By analogy with the continuous-stable distribution, a “stable”-like family for count data. In particular, the Discrete Stable is Stable in the sense that it is a limiting distribution for sums of count random variables, analogous to the continuous stable family for real-valued RVs.

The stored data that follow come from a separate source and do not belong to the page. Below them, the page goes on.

//! Case conversion for generated symbol and file names.

use convert_case::{Case, Casing};

/// Converts a symbol name to `kebab-case` (`JsonNullableFilter` → `json-nullable-filter`).
#[must_use]
pub fn kebab(name: &str) -> String {
    name.to_case(Case::Kebab)
}

/// Upper-cases the first character only, leaving the rest untouched.
///
/// Back-relation fields are embedded in symbol names this way, so
/// `followedBy` becomes `FollowedBy` rather than being re-split.
#[must_use]
pub fn capitalize(name: &str) -> String {
    let mut chars = name.chars();
    match chars.next() {
        Some(first) => first.to_uppercase().chain(chars).collect(),
        None => String::new(),
    }
}
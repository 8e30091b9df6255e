//! Import manifests.
//!
//! A module path is always derived from the symbol and the configuration by
//! [`ModulePath::for_symbol`]; callers never spell paths themselves. One
//! [`ImportResolver`] serves one output file and is not shared between files.

use std::fmt;

use serde::Serialize;
use tracing::trace;
use typeforge_foundation::{Error, OrderedMap, Result};
use typeforge_mapping::{Symbol, SymbolOrigin};

use crate::config::GeneratorConfig;

/// Module an imported symbol is loaded from.
#[derive(Clone, Debug, PartialEq, Eq, Hash, Serialize)]
#[serde(transparent)]
pub struct ModulePath(String);

impl ModulePath {
    /// Computes the module path of a symbol.
    ///
    /// Returns `None` for builtins, which need no import.
    #[must_use]
    pub fn for_symbol(symbol: &Symbol, config: &GeneratorConfig) -> Option<Self> {
        let path = match symbol.origin {
            SymbolOrigin::Builtin => return None,
            SymbolOrigin::Dialect => config.dialect.package().to_owned(),
            SymbolOrigin::Package(package) => package.to_owned(),
            SymbolOrigin::ClientRuntime => format!("{}/runtime/library", config.prisma_client_import),
            SymbolOrigin::Input => format!("./{}.input", config.file_case.apply(&symbol.name)),
            SymbolOrigin::Enum => format!("./{}.enum", config.file_case.apply(&symbol.name)),
        };
        Some(Self(path))
    }

    /// Returns the path text.
    #[must_use]
    pub fn as_str(&self) -> &str {
        &self.0
    }
}

impl fmt::Display for ModulePath {
    fn fmt(&self, f: &mut fmt::Formatter<'_>) -> fmt::Result {
        f.write_str(&self.0)
    }
}

/// One `{symbol, modulePath}` pair of a manifest.
#[derive(Clone, Debug, PartialEq, Eq, Hash, Serialize)]
#[serde(rename_all = "camelCase")]
pub struct ImportEntry {
    /// Imported symbol name.
    pub symbol: String,
    /// Module it is imported from.
    pub module_path: ModulePath,
}

/// Collects the imports of one output file, first registration first.
#[derive(Clone, Debug, Default)]
pub struct ImportResolver {
    entries: OrderedMap<String, ModulePath>,
}

impl ImportResolver {
    /// Creates an empty resolver.
    #[must_use]
    pub fn new() -> Self {
        Self::default()
    }

    /// Registers a symbol imported from a path.
    ///
    /// Registering the same pair again is a no-op. Registering a known symbol
    /// with a different path fails with `ConflictingImport` and leaves the
    /// manifest unchanged.
    pub fn register(&mut self, symbol: &str, path: ModulePath) -> Result<()> {
        match self.entries.insert_new(symbol.to_owned(), path.clone()) {
            None => {
                trace!(symbol, path = %path, "registered import");
                Ok(())
            }
            Some(existing) if *existing == path => Ok(()),
            Some(existing) => Err(Error::conflicting_import(
                symbol,
                existing.as_str(),
                path.as_str(),
            )),
        }
    }

    /// Registers a symbol at its conventional path; builtins are skipped.
    pub fn register_symbol(&mut self, symbol: &Symbol, config: &GeneratorConfig) -> Result<()> {
        match ModulePath::for_symbol(symbol, config) {
            Some(path) => self.register(&symbol.name, path),
            None => Ok(()),
        }
    }

    /// Returns true if the symbol is registered.
    #[must_use]
    pub fn contains(&self, symbol: &str) -> bool {
        self.entries.contains_key(&symbol.to_owned())
    }

    /// Returns the number of registered symbols.
    #[must_use]
    pub fn len(&self) -> usize {
        self.entries.len()
    }

    /// Returns true if nothing is registered.
    #[must_use]
    pub fn is_empty(&self) -> bool {
        self.entries.is_empty()
    }

    /// Consumes the resolver, returning the manifest in first-registration order.
    #[must_use]
    pub fn finalize(self) -> Vec<ImportEntry> {
        self.entries
            .into_entries()
            .into_iter()
            .map(|(symbol, module_path)| ImportEntry {
                symbol,
                module_path,
            })
            .collect()
    }
}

No (convenient) closed form for the Pmf in the general case, so it can be tedious to use as a likelihood (in practice we approximate). The Pgf is simple, so that’s something.

- Spelled
- \(\operatorname{DS}(\nu,a)\)
- Pmf
- \(\mathbb{P}(k;\nu,a)= \left.\frac{1}{k!} \frac{d^kG(s;\nu,a)}{ds^k}\right|_{s=0}.\) (which is simply the formula for extracting the Pmf from any Pgf.)
- Pgf
- \(G(s;\nu,a)=\exp(-a (1-s)^\nu).\)
- Mean
- \(\operatorname{E}(X) = G'(1^-) = a \nu e^{-a}.\)
- Variance
- \(\operatorname{Var}(X)=G''(1^-) + \operatorname{E}(X) - \operatorname{E}^2(X).\)

Here, \(a>0\) is a scale parameter and \(0<\nu\leq 1\) a dispersion parameter describing in particular a power-law tail such that when \(\nu< 1\),

\[ \lim_{k \to \infty}\mathbb{P}(k;\nu,a) \simeq \frac{1}{k^{\nu+1}}. \]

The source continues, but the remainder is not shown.